When a real-time recording technology is introduced into a situation that previously depended on manual records, the amount of data recorded increases dramatically. A record that displayed fetal heart rates taken at 15- to 30-minute intervals and recorded at some later time by a nurse is suddenly displaced with a fetal heart monitor that generates a paper tape with a continuously recorded fetal rate. Previously unnoted short-term irregularities are now carefully preserved. Whenever an injured child is born, the fetal heart rate record will be scanned by plaintiff's counsel in the hope of finding some deviation from normal that can be used to build a case against the delivering physician. This search is seldom in vain because of the second problem that leads to secondary liability: data with ambiguous interpretations.

Fetal heart rate is monitored in women in labor to determine if the fetus's well-being is compromised. If the fetus is in trouble, the usual response is an emergency cesarean section. Fetal heart monitors provide a reasonably accurate record of fetal heart rate. The problem is in interpreting these records. Dramatic, prolonged slowing of the fetal heart rate clearly means trouble. But many other patterns of fetal heart rate irregularities do not so clearly point to trouble that they unambiguously call for an emergency cesarean section with its attendant risks and costs. On the other hand, if the baby is born damaged, such irregularities will seem very important in hindsight. In a strict sense, much of what a fetal heart monitor records is not information: it does not reduce the physician's uncertainty over the selection and timing of cesarean sections.

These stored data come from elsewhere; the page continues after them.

//! Basic geometry and color types for rendering.

use bytemuck::{Pod, Zeroable};

use crate::transform::Transform2D;

/// A point in 2D space.
#[derive(Debug, Clone, Copy, PartialEq, Default, Pod, Zeroable)]
#[repr(C)]
pub struct Point {
    pub x: f32,
    pub y: f32,
}

impl Point {
    /// Create a new point.
    #[inline]
    pub const fn new(x: f32, y: f32) -> Self {
        Self { x, y }
    }

    /// The origin point (0, 0).
    pub const ZERO: Self = Self { x: 0.0, y: 0.0 };

    /// Convert to a glam Vec2.
    #[inline]
    pub fn to_vec2(self) -> glam::Vec2 {
        glam::Vec2::new(self.x, self.y)
    }

    /// Create from a glam Vec2.
    #[inline]
    pub fn from_vec2(v: glam::Vec2) -> Self {
        Self { x: v.x, y: v.y }
    }
}

impl From<(f32, f32)> for Point {
    fn from((x, y): (f32, f32)) -> Self {
        Self::new(x, y)
    }
}

/// A 2D size.
#[derive(Debug, Clone, Copy, PartialEq, Default, Pod, Zeroable)]
#[repr(C)]
pub struct Size {
    pub width: f32,
    pub height: f32,
}

impl Size {
    /// Create a new size.
    #[inline]
    pub const fn new(width: f32, height: f32) -> Self {
        Self { width, height }
    }

    /// Zero size.
    pub const ZERO: Self = Self {
        width: 0.0,
        height: 0.0,
    };

    /// Check if either dimension is zero or negative.
    #[inline]
    pub fn is_empty(&self) -> bool {
        self.width <= 0.0 || self.height <= 0.0
    }
}

impl From<(f32, f32)> for Size {
    fn from((width, height): (f32, f32)) -> Self {
        Self::new(width, height)
    }
}

/// A rectangle defined by origin and size.
#[derive(Debug, Clone, Copy, PartialEq, Default)]
pub struct Rect {
    pub origin: Point,
    pub size: Size,
}

impl Rect {
    /// Create a new rectangle from origin and size.
    #[inline]
    pub const fn new(x: f32, y: f32, width: f32, height: f32) -> Self {
        Self {
            origin: Point { x, y },
            size: Size { width, height },
        }
    }

    /// Create a rectangle from two corners (min and max points).
    #[inline]
    pub fn from_corners(min: Point, max: Point) -> Self {
        Self::new(min.x, min.y, max.x - min.x, max.y - min.y)
    }

    /// Create a rectangle centered on a point.
    #[inline]
    pub fn from_center(center: Point, size: Size) -> Self {
        Self::new(
            center.x - size.width / 2.0,
            center.y - size.height / 2.0,
            size.width,
            size.height,
        )
    }

    /// Empty rectangle at the origin.
    pub const ZERO: Self = Self {
        origin: Point::ZERO,
        size: Size::ZERO,
    };

    #[inline]
    pub fn left(&self) -> f32 {
        self.origin.x
    }

    #[inline]
    pub fn top(&self) -> f32 {
        self.origin.y
    }

    #[inline]
    pub fn right(&self) -> f32 {
        self.origin.x + self.size.width
    }

    #[inline]
    pub fn bottom(&self) -> f32 {
        self.origin.y + self.size.height
    }

    #[inline]
    pub fn width(&self) -> f32 {
        self.size.width
    }

    #[inline]
    pub fn height(&self) -> f32 {
        self.size.height
    }

    /// The center point of the rectangle.
    #[inline]
    pub fn center(&self) -> Point {
        Point::new(
            self.origin.x + self.size.width / 2.0,
            self.origin.y + self.size.height / 2.0,
        )
    }

    /// Check if the rectangle has zero or negative area.
    #[inline]
    pub fn is_empty(&self) -> bool {
        self.size.is_empty()
    }

    /// Check if a point is inside the rectangle.
    #[inline]
    pub fn contains(&self, point: Point) -> bool {
        point.x >= self.left()
            && point.x < self.right()
            && point.y >= self.top()
            && point.y < self.bottom()
    }

    /// Compute the intersection of two rectangles.
    pub fn intersect(&self, other: &Rect) -> Option<Rect> {
        let left = self.left().max(other.left());
        let top = self.top().max(other.top());
        let right = self.right().min(other.right());
        let bottom = self.bottom().min(other.bottom());

        if left < right && top < bottom {
            Some(Rect::new(left, top, right - left, bottom - top))
        } else {
            None
        }
    }

    /// Shrink the rectangle by `amount` on every side.
    pub fn deflate(&self, amount: f32) -> Rect {
        Rect::new(
            self.origin.x + amount,
            self.origin.y + amount,
            (self.size.width - amount * 2.0).max(0.0),
            (self.size.height - amount * 2.0).max(0.0),
        )
    }

    /// Move the rectangle by the given offset.
    pub fn offset(&self, dx: f32, dy: f32) -> Rect {
        Rect::new(
            self.origin.x + dx,
            self.origin.y + dy,
            self.size.width,
            self.size.height,
        )
    }
}

/// An RGBA color with premultiplied alpha.
#[derive(Debug, Clone, Copy, PartialEq, Default, Pod, Zeroable)]
#[repr(C)]
pub struct Color {
    pub r: f32,
    pub g: f32,
    pub b: f32,
    pub a: f32,
}

impl Color {
    /// Create a new color from premultiplied RGBA components (0.0-1.0 range).
    #[inline]
    pub const fn new(r: f32, g: f32, b: f32, a: f32) -> Self {
        Self { r, g, b, a }
    }

    /// Create a color from non-premultiplied RGBA components.
    #[inline]
    pub fn from_rgba(r: f32, g: f32, b: f32, a: f32) -> Self {
        Self {
            r: r * a,
            g: g * a,
            b: b * a,
            a,
        }
    }

    /// Create a color from 8-bit RGBA components (0-255 range).
    #[inline]
    pub fn from_rgba8(r: u8, g: u8, b: u8, a: u8) -> Self {
        Self::from_rgba(
            r as f32 / 255.0,
            g as f32 / 255.0,
            b as f32 / 255.0,
            a as f32 / 255.0,
        )
    }

    /// Create an opaque color from RGB components.
    #[inline]
    pub const fn from_rgb(r: f32, g: f32, b: f32) -> Self {
        Self { r, g, b, a: 1.0 }
    }

    /// Create an opaque color from 8-bit RGB components.
    #[inline]
    pub fn from_rgb8(r: u8, g: u8, b: u8) -> Self {
        Self::from_rgb(r as f32 / 255.0, g as f32 / 255.0, b as f32 / 255.0)
    }

    /// Return a copy with a different alpha, keeping premultiplication consistent.
    #[inline]
    pub fn with_alpha(self, alpha: f32) -> Self {
        if self.a <= 0.0 {
            return Self::TRANSPARENT;
        }
        let factor = alpha.clamp(0.0, 1.0) / self.a;
        Self {
            r: self.r * factor,
            g: self.g * factor,
            b: self.b * factor,
            a: alpha.clamp(0.0, 1.0),
        }
    }

    /// Components as an array.
    #[inline]
    pub fn to_array(self) -> [f32; 4] {
        [self.r, self.g, self.b, self.a]
    }

    pub const TRANSPARENT: Self = Self::new(0.0, 0.0, 0.0, 0.0);
    pub const BLACK: Self = Self::from_rgb(0.0, 0.0, 0.0);
    pub const WHITE: Self = Self::from_rgb(1.0, 1.0, 1.0);
    pub const GRAY: Self = Self::from_rgb(0.5, 0.5, 0.5);
    pub const DARK_GRAY: Self = Self::from_rgb(0.25, 0.25, 0.25);
    pub const LIGHT_GRAY: Self = Self::from_rgb(0.75, 0.75, 0.75);
}

/// A 2D vector path made of move, line, and bezier segments.
#[derive(Debug, Clone, Default, PartialEq)]
pub struct Path {
    commands: Vec<PathCommand>,
}

/// Commands that make up a path.
#[derive(Debug, Clone, Copy, PartialEq)]
pub enum PathCommand {
    /// Move to a point without drawing.
    MoveTo(Point),
    /// Draw a line to a point.
    LineTo(Point),
    /// Draw a quadratic bezier curve.
    QuadTo { control: Point, end: Point },
    /// Draw a cubic bezier curve.
    CubicTo {
        control1: Point,
        control2: Point,
        end: Point,
    },
    /// Close the current subpath.
    Close,
}

impl PathCommand {
    /// Apply a transform to every point in the command.
    pub fn transformed(&self, transform: &Transform2D) -> Self {
        let t = |p: &Point| transform.transform_point(*p);
        match self {
            Self::MoveTo(p) => Self::MoveTo(t(p)),
            Self::LineTo(p) => Self::LineTo(t(p)),
            Self::QuadTo { control, end } => Self::QuadTo {
                control: t(control),
                end: t(end),
            },
            Self::CubicTo {
                control1,
                control2,
                end,
            } => Self::CubicTo {
                control1: t(control1),
                control2: t(control2),
                end: t(end),
            },
            Self::Close => Self::Close,
        }
    }

    fn points(&self) -> impl Iterator<Item = Point> {
        let pts: [Option<Point>; 3] = match *self {
            Self::MoveTo(p) | Self::LineTo(p) => [Some(p), None, None],
            Self::QuadTo { control, end } => [Some(control), Some(end), None],
            Self::CubicTo {
                control1,
                control2,
                end,
            } => [Some(control1), Some(control2), Some(end)],
            Self::Close => [None, None, None],
        };
        pts.into_iter().flatten()
    }
}

/// Bezier constant for approximating a quarter circle with a cubic curve.
const KAPPA: f32 = 0.552_284_8;

impl Path {
    /// Create a new empty path.
    pub fn new() -> Self {
        Self {
            commands: Vec::new(),
        }
    }

    /// Move to a point without drawing.
    pub fn move_to(&mut self, p: Point) -> &mut Self {
        self.commands.push(PathCommand::MoveTo(p));
        self
    }

    /// Draw a line to a point.
    pub fn line_to(&mut self, p: Point) -> &mut Self {
        self.commands.push(PathCommand::LineTo(p));
        self
    }

    /// Draw a quadratic bezier curve.
    pub fn quad_to(&mut self, control: Point, end: Point) -> &mut Self {
        self.commands.push(PathCommand::QuadTo { control, end });
        self
    }

    /// Draw a cubic bezier curve.
    pub fn cubic_to(&mut self, control1: Point, control2: Point, end: Point) -> &mut Self {
        self.commands.push(PathCommand::CubicTo {
            control1,
            control2,
            end,
        });
        self
    }

    /// Close the current subpath.
    pub fn close(&mut self) -> &mut Self {
        self.commands.push(PathCommand::Close);
        self
    }

    /// Append a closed ellipse subpath, drawn clockwise from its rightmost point.
    pub fn add_ellipse(&mut self, center: Point, rx: f32, ry: f32) -> &mut Self {
        let (cx, cy) = (center.x, center.y);
        let (kx, ky) = (rx * KAPPA, ry * KAPPA);

        self.move_to(Point::new(cx + rx, cy));
        self.cubic_to(
            Point::new(cx + rx, cy + ky),
            Point::new(cx + kx, cy + ry),
            Point::new(cx, cy + ry),
        );
        self.cubic_to(
            Point::new(cx - kx, cy + ry),
            Point::new(cx - rx, cy + ky),
            Point::new(cx - rx, cy),
        );
        self.cubic_to(
            Point::new(cx - rx, cy - ky),
            Point::new(cx - kx, cy - ry),
            Point::new(cx, cy - ry),
        );
        self.cubic_to(
            Point::new(cx + kx, cy - ry),
            Point::new(cx + rx, cy - ky),
            Point::new(cx + rx, cy),
        );
        self.close()
    }

    /// Append all commands of another path.
    pub fn extend(&mut self, other: &Path) -> &mut Self {
        self.commands.extend_from_slice(&other.commands);
        self
    }

    /// Get the path commands.
    pub fn commands(&self) -> &[PathCommand] {
        &self.commands
    }

    /// Check if the path is empty.
    pub fn is_empty(&self) -> bool {
        self.commands.is_empty()
    }

    /// A copy of this path with every point mapped through `transform`.
    pub fn transformed(&self, transform: &Transform2D) -> Path {
        Path {
            commands: self
                .commands
                .iter()
                .map(|cmd| cmd.transformed(transform))
                .collect(),
        }
    }

    /// The bounding box of all points, including bezier control points.
    ///
    /// Returns `None` for a path without points.
    pub fn control_bounds(&self) -> Option<Rect> {
        let mut points = self.commands.iter().flat_map(PathCommand::points);
        let first = points.next()?;
        let (min, max) = points.fold((first, first), |(min, max), p| {
            (
                Point::new(min.x.min(p.x), min.y.min(p.y)),
                Point::new(max.x.max(p.x), max.y.max(p.y)),
            )
        });
        Some(Rect::from_corners(min, max))
    }
}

In retrospect, the major factor in secondary litigation from fetal heart monitors may be the third factor: the shift in patient care patterns that accompanied the routine use of the devices. The traditional method of determining fetal fitness was to auscultate the fetal heart with a stethoscope. This requires that someone closely observe the laboring woman at frequent intervals. The premise of electronic fetal monitoring was that the heart rate itself was the critical parameter in this evaluation. It may be that other observations that accompanied this direct and intimate contact with the patient provided a necessary context for interpreting the significance of changes in the heart rate. As physicians and nurses came to rely on fetal heart monitors, they could evaluate the fetus by looking at the monitor strip and ignore the patient entirely. It is also likely that these cursory evaluations decreased in frequency because the monitor allowed the retrospective review of the heart rate. While it is difficult to sort out the causal factors, the most recent research indicates that the use of fetal monitors increases the probability of adverse fetal outcomes.